What is required
A word-for-word repeat of all the data is the goal.

Data for this task

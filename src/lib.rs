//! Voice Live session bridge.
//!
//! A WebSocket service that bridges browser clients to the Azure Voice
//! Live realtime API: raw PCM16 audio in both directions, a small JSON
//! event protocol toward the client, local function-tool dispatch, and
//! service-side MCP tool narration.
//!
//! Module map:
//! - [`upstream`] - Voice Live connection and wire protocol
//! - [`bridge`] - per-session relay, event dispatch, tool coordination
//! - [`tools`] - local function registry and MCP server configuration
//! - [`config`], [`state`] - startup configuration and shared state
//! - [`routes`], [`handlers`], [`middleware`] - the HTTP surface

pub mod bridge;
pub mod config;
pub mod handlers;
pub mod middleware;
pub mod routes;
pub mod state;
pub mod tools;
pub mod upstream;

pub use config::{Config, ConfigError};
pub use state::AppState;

Solution to this exercise
filename src/lib.rs
//! Voice Live session bridge.
//!
//! A WebSocket service that bridges browser clients to the Azure Voice
//! Live realtime API: raw PCM16 audio in both directions, a small JSON
//! event protocol toward the client, local function-tool dispatch, and
//! service-side MCP tool narration.
//!
//! Module map:
//! - [`upstream`] - Voice Live connection and wire protocol
//! - [`bridge`] - per-session relay, event dispatch, tool coordination
//! - [`tools`] - local function registry and MCP server configuration
//! - [`config`], [`state`] - startup configuration and shared state
//! - [`routes`], [`handlers`], [`middleware`] - the HTTP surface

pub mod bridge;
pub mod config;
pub mod handlers;
pub mod middleware;
pub mod routes;
pub mod state;
pub mod tools;
pub mod upstream;

pub use config::{Config, ConfigError};
pub use state::AppState;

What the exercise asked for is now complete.